高木ウェポンストーリーを筆頭に、表には出ていない世界観をたくさん散りばめた作品、デザインになっています。「もしかしたらこういうつながりがあるのかも?」と宝探しのような楽しみかたもできるので、いろいろな発見をしていただけたらと思います。リィンラボでも、グッズとしてカワイイのはもちろん、「どういう意図があるんだろう?」と考察できるような物も作っていけたらと思っているので楽しみにしていてください。

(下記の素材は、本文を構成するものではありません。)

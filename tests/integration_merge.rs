use anyhow::Result;
use chrono::{TimeZone, Utc};
use jmeter_sla_report::{
    AggregationEngine, IngestRunner, Record, RecordBuilder, ReportConfig, UNIT_EXCEPTION, UNIT_MS,
};
use std::convert::Infallible;
use std::fs;
use tempfile::TempDir;

fn records() -> Vec<Record> {
    (0..200u64)
        .map(|i| {
            let label = ["Home", "Search", "Login", "Checkout"][(i % 4) as usize];
            let timestamp = Utc.timestamp_millis_opt(1_000_000 + (i as i64 * 37) % 5_000).unwrap();
            let builder = RecordBuilder::new(label, timestamp, (i * 53) % 25_000)
                .bytes_received(Some(i * 100));
            if i % 9 == 0 {
                builder
                    .success(false)
                    .result_code(format!("{}", 500 + i % 3))
                    .response_message(format!("failure #{}", i))
                    .build()
            } else {
                builder.build()
            }
        })
        .collect()
}

fn aggregate(records: &[Record]) -> AggregationEngine {
    AggregationEngine::aggregate_source(records.iter().cloned().map(Ok::<_, Infallible>))
        .unwrap()
}

/// Merging engines built from consecutive chunks equals one pass over everything.
#[test]
fn merged_chunks_equal_single_pass() {
    let all = records();
    let expected = aggregate(&all);

    let mut merged = AggregationEngine::new();
    for chunk in all.chunks(33) {
        merged.merge(aggregate(chunk));
    }

    assert_eq!(merged, expected);
}

/// Registry statistics do not depend on arrival order.
#[test]
fn reversed_input_yields_same_registry() {
    let all = records();
    let mut reversed = all.clone();
    reversed.reverse();

    let forward = aggregate(&all);
    let backward = aggregate(&reversed);
    assert_eq!(forward.registry(), backward.registry());

    let home = forward.registry().get("Home", UNIT_MS).unwrap();
    assert!(home.first_seen <= home.last_seen);
    assert_eq!(home.histogram.total(), home.hits());
}

fn to_jtl(records: &[Record]) -> String {
    let mut xml = String::from("<testResults version=\"1.2\">\n");
    for record in records {
        xml.push_str(&format!(
            "<httpSample t=\"{}\" ts=\"{}\" s=\"{}\" lb=\"{}\" rc=\"{}\" rm=\"{}\" by=\"{}\"/>\n",
            record.duration_ms,
            record.timestamp.timestamp_millis(),
            record.success,
            record.label,
            record.result_code,
            record.response_message,
            record.bytes(),
        ));
    }
    xml.push_str("</testResults>\n");
    xml
}

/// Splitting a run across files and aggregating them in parallel changes nothing.
#[test]
fn parallel_files_equal_single_file() -> Result<()> {
    let all = records();
    let dir = TempDir::new()?;

    let single = dir.path().join("single.jtl");
    fs::write(&single, to_jtl(&all))?;

    let mut parts = Vec::new();
    for (index, chunk) in all.chunks(50).enumerate() {
        let path = dir.path().join(format!("part-{}.jtl", index));
        fs::write(&path, to_jtl(chunk))?;
        parts.push(path);
    }

    let sequential = ReportConfig::default();
    let parallel = ReportConfig {
        jobs: 4,
        ..ReportConfig::default()
    };

    let (from_single, _) = IngestRunner::new(vec![single], &sequential).run()?;
    let (from_parts, summary) = IngestRunner::new(parts, &parallel).run()?;

    assert_eq!(summary.sources.len(), 4);
    assert_eq!(from_parts, from_single);
    assert_eq!(
        from_parts.registry().get("Home", UNIT_EXCEPTION).map(|m| m.hits()),
        from_single.registry().get("Home", UNIT_EXCEPTION).map(|m| m.hits())
    );
    Ok(())
}
//! Bounded samples of error detail per request label.
//!
//! Only the first [`ERROR_CACHE_CAPACITY`] error occurrences of a label are retained.
//! Later occurrences are dropped, never swapped in: the report shows what went wrong
//! first, not what went wrong last.

use chrono::{DateTime, Utc};
use serde::{Deserialize, Serialize};
use std::collections::BTreeMap;

/// Number of error details kept per label.
pub const ERROR_CACHE_CAPACITY: usize = 3;

/// An append-only list that refuses new items once full.
#[derive(Debug, Clone, PartialEq, Eq, Serialize, Deserialize)]
pub struct BoundedList<T> {
    limit: usize,
    items: Vec<T>,
}

impl<T> BoundedList<T> {
    pub fn new(limit: usize) -> Self {
        Self {
            limit,
            items: Vec::with_capacity(limit),
        }
    }

    /// Append `item` if there is room. Returns `false` when the list is full.
    pub fn push(&mut self, item: T) -> bool {
        if self.items.len() < self.limit {
            self.items.push(item);
            true
        } else {
            false
        }
    }

    pub fn as_slice(&self) -> &[T] {
        &self.items
    }
}

/// Detail of one failed request.
#[derive(Debug, Clone, PartialEq, Eq, Serialize, Deserialize)]
pub struct ErrorEntry {
    pub label: String,
    pub error_label: String,
    pub error_code: String,
    pub error_message: String,
    pub timestamp: DateTime<Utc>,
}

#[derive(Debug, Clone, Default, PartialEq, Eq, Serialize)]
pub struct ErrorCache {
    entries: BTreeMap<String, BoundedList<ErrorEntry>>,
}

impl ErrorCache {
    pub fn new() -> Self {
        Self::default()
    }

    /// Record an error for `label`. Returns `false` if the label's list is already full.
    pub fn record(&mut self, label: &str, entry: ErrorEntry) -> bool {
        if let Some(list) = self.entries.get_mut(label) {
            return list.push(entry);
        }
        let mut list = BoundedList::new(ERROR_CACHE_CAPACITY);
        let added = list.push(entry);
        self.entries.insert(label.to_owned(), list);
        added
    }

    /// Retained errors for `label`, in ingestion order.
    pub fn for_label(&self, label: &str) -> &[ErrorEntry] {
        self.entries
            .get(label)
            .map(BoundedList::as_slice)
            .unwrap_or(&[])
    }

    /// Labels with at least one retained error, in label order.
    pub fn labels(&self) -> impl Iterator<Item = &str> {
        self.entries.keys().map(String::as_str)
    }

    /// Every retained entry, grouped by label in label order.
    pub fn entries(&self) -> impl Iterator<Item = &ErrorEntry> {
        self.entries.values().flat_map(|list| list.as_slice().iter())
    }

    pub fn is_empty(&self) -> bool {
        self.entries.is_empty()
    }

    /// Append the entries of a cache built from later records.
    ///
    /// `other` must stem from records ingested after this cache's records for the
    /// result to keep first-come order.
    pub fn merge(&mut self, other: ErrorCache) {
        for (label, list) in other.entries {
            for entry in list.items {
                if !self.record(&label, entry) {
                    break;
                }
            }
        }
    }
}

#[cfg(test)]
mod tests {
    use super::*;
    use chrono::TimeZone;

    fn entry(label: &str, message: &str) -> ErrorEntry {
        ErrorEntry {
            label: label.to_string(),
            error_label: format!("{} - 500", label),
            error_code: "500".to_string(),
            error_message: message.to_string(),
            timestamp: Utc.timestamp_millis_opt(0).unwrap(),
        }
    }

    #[test]
    fn test_bounded_list_refuses_when_full() {
        let mut list = BoundedList::new(2);
        assert!(list.push(1));
        assert!(list.push(2));
        assert!(!list.push(3));
        assert_eq!(list.as_slice(), &[1, 2]);
    }

    #[test]
    fn test_keeps_first_three() {
        let mut cache = ErrorCache::new();
        for i in 0..15 {
            let added = cache.record("Login", entry("Login", &format!("error {}", i)));
            assert_eq!(added, i < 3);
        }

        let messages: Vec<_> = cache
            .for_label("Login")
            .iter()
            .map(|e| e.error_message.as_str())
            .collect();
        assert_eq!(messages, vec!["error 0", "error 1", "error 2"]);
    }

    #[test]
    fn test_unknown_label_is_empty() {
        let cache = ErrorCache::new();
        assert!(cache.for_label("nope").is_empty());
        assert!(cache.is_empty());
    }

    #[test]
    fn test_labels_are_independent() {
        let mut cache = ErrorCache::new();
        for i in 0..5 {
            cache.record("A", entry("A", &i.to_string()));
        }
        cache.record("B", entry("B", "only"));

        assert_eq!(cache.for_label("A").len(), ERROR_CACHE_CAPACITY);
        assert_eq!(cache.for_label("B").len(), 1);
        assert_eq!(cache.labels().collect::<Vec<_>>(), vec!["A", "B"]);
        assert_eq!(cache.entries().count(), 4);
    }

    #[test]
    fn test_merge_preserves_first_come_order() {
        let mut early = ErrorCache::new();
        early.record("A", entry("A", "first"));
        early.record("A", entry("A", "second"));

        let mut late = ErrorCache::new();
        late.record("A", entry("A", "third"));
        late.record("A", entry("A", "fourth"));
        late.record("C", entry("C", "other"));

        early.merge(late);
        let messages: Vec<_> = early
            .for_label("A")
            .iter()
            .map(|e| e.error_message.as_str())
            .collect();
        assert_eq!(messages, vec!["first", "second", "third"]);
        assert_eq!(early.for_label("C").len(), 1);
    }
}
//! Format adapters turning JMeter result files into [`Record`] streams.
//!
//! Each adapter is a lazy, forward-only iterator over `Result<Record, ParseError>`.
//! Nothing beyond the element or row currently being decoded is held in memory, so
//! sources may be far larger than RAM.

use crate::record::Record;
use chrono::{DateTime, TimeZone, Utc};
use serde::{Deserialize, Serialize};
use std::fs::File;
use std::io::{BufReader, Read};
use std::path::Path;
use thiserror::Error;

pub mod csv;
pub mod xml;

pub use self::csv::CsvRecordSource;
pub use self::xml::XmlRecordSource;

/// Errors raised while decoding a result file
#[derive(Debug, Error)]
pub enum ParseError {
    #[error("I/O error: {0}")]
    Io(#[from] std::io::Error),

    #[error("malformed XML: {0}")]
    Xml(#[from] quick_xml::Error),

    #[error("malformed CSV: {0}")]
    Csv(#[from] ::csv::Error),

    #[error("missing required field '{field}' at {position}")]
    MissingField {
        field: &'static str,
        position: String,
    },

    #[error("invalid value '{value}' for field '{field}' at {position}")]
    InvalidField {
        field: &'static str,
        value: String,
        position: String,
    },

    #[error("missing required column '{0}'")]
    MissingColumn(&'static str),
}

/// Concrete format of a result file
#[derive(Debug, Clone, Copy, PartialEq, Eq, Serialize, Deserialize)]
pub enum SourceFormat {
    /// JTL XML with `sample` / `httpSample` elements
    Xml,
    /// Delimited rows with a header line
    Csv,
}

impl SourceFormat {
    /// Guess the format from the file extension: `.csv` is CSV, everything else XML.
    pub fn detect(path: &Path) -> Self {
        match path.extension().and_then(|ext| ext.to_str()) {
            Some(ext) if ext.eq_ignore_ascii_case("csv") => SourceFormat::Csv,
            _ => SourceFormat::Xml,
        }
    }
}

impl std::fmt::Display for SourceFormat {
    fn fmt(&self, f: &mut std::fmt::Formatter<'_>) -> std::fmt::Result {
        match self {
            SourceFormat::Xml => write!(f, "XML"),
            SourceFormat::Csv => write!(f, "CSV"),
        }
    }
}

/// A record stream over either supported format
pub enum RecordSource<R: Read> {
    Xml(XmlRecordSource<BufReader<R>>),
    Csv(CsvRecordSource<R>),
}

impl<R: Read> RecordSource<R> {
    pub fn new(reader: R, format: SourceFormat) -> Result<Self, ParseError> {
        Ok(match format {
            SourceFormat::Xml => RecordSource::Xml(XmlRecordSource::new(BufReader::new(reader))),
            SourceFormat::Csv => RecordSource::Csv(CsvRecordSource::new(reader)?),
        })
    }
}

impl<R: Read> Iterator for RecordSource<R> {
    type Item = Result<Record, ParseError>;

    fn next(&mut self) -> Option<Self::Item> {
        match self {
            RecordSource::Xml(source) => source.next(),
            RecordSource::Csv(source) => source.next(),
        }
    }
}

/// Open `path` as a record stream in the given format
pub fn open_source(path: &Path, format: SourceFormat) -> Result<RecordSource<File>, ParseError> {
    let file = File::open(path)?;
    RecordSource::new(file, format)
}

/// Parse a JMeter boolean: `true` in any case is true, anything else false.
pub(crate) fn parse_bool(value: &str) -> bool {
    value.trim().eq_ignore_ascii_case("true")
}

pub(crate) fn parse_u64(
    field: &'static str,
    value: &str,
    position: impl FnOnce() -> String,
) -> Result<u64, ParseError> {
    value
        .trim()
        .parse::<u64>()
        .map_err(|_| ParseError::InvalidField {
            field,
            value: value.to_string(),
            position: position(),
        })
}

/// Parse epoch milliseconds into a UTC instant.
pub(crate) fn parse_epoch_millis(
    field: &'static str,
    value: &str,
    position: impl FnOnce() -> String,
) -> Result<DateTime<Utc>, ParseError> {
    value
        .trim()
        .parse::<i64>()
        .ok()
        .and_then(|millis| Utc.timestamp_millis_opt(millis).single())
        .ok_or_else(|| ParseError::InvalidField {
            field,
            value: value.to_string(),
            position: position(),
        })
}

松川2月18日にローンチになりますが、がんばって制作したので、世界観、シナリオ、バトルなどゲーム全体を楽しんでいただけると思います。飽きない工夫というか、運用もただコンテンツを追加するだけではない、ギョッとするようなことも仕込んでいこうと思っていますので、まずは触っていただけるとうれしいです。
ヨコオ「売れるかどうかわからない」という話をずっとしてるんですが、それも含めてビデオゲームというものは、その時代に生きていないとプレイできない、時代に即した儚いものだと思うんです。そういう意味では本作は、いままで作った中ではいちばん消えてしまいそうなゲームだと思います。ですが、すごく美しいものを作っていただけたので、『NieR』シリーズを遊んでくださった方、興味がある方は一度のぞきにきてほしいです。どういう世界が広がっているのか、ぜひ体験してみてください。
齊藤いまの事前登録の数も考えると、『NieR Re[in]carnation』から『NieR』に触れる方も多いと思います。『NieR』入門にふさわしい、遊びやすいタイトルに仕上がっています。ヨコオさんは作っていただいたと客観的な言い回しでしたが、バリバリに監修して、バリバリにNGも出していましたし、若いスタッフも一生懸命それに応えてがんばってくれました。細部までヨコオ節が根付いたタイトルになっていますので、『NieR』ファンの方々はそのあたりも含めて楽しみにしていただけたらと思います。